JSON Storage
Introduction
The JSON Storage system is comprised of two types of files: Schema file(optional) and Data file. The Schema file is written in Standard SQL and is responsible for storing the structure of the table. The Data file contains the actual data and supports two file formats: *.json
and *.jsonl
. This document provides detailed examples of how to create schema and read/write data using the Json Storage system.
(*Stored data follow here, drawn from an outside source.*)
//! Core types: identifiers, cancellation reasons, start modes.

pub mod cancel;
pub mod id;
pub mod start;

pub use cancel::{CancelKind, CancelReason};
pub use id::JobId;
pub use start::StartMode;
While it supports all DML features, it is particularly specialized for SELECT
and APPEND INSERT
. For further information, please refer to the Limitations section.
Structure
JSON Storage is based on two types of files: Schema
and Data
. The Schema
file contains the definition of the structure of the data, while the Data
file contains the actual data.
gluesql> CREATE TABLE User (
id INT,
name TEXT
)
$ ls -l
User.sql # Schema file
User.jsonl # Data file
Schema File
The schema definition is saved in a file named {TABLE_NAME}.sql
using standard SQL. For example, if the table name is User
, then the schema file will be named User.sql
.
--! User.sql
CREATE TABLE User (
id INT,
name TEXT,
);
Schemaless Table
A schemaless table is optional, and if there is no corresponding {TABLE_NAME}.sql
file, the table is schemaless. A schemaless table can save any data regardless of column name and data type.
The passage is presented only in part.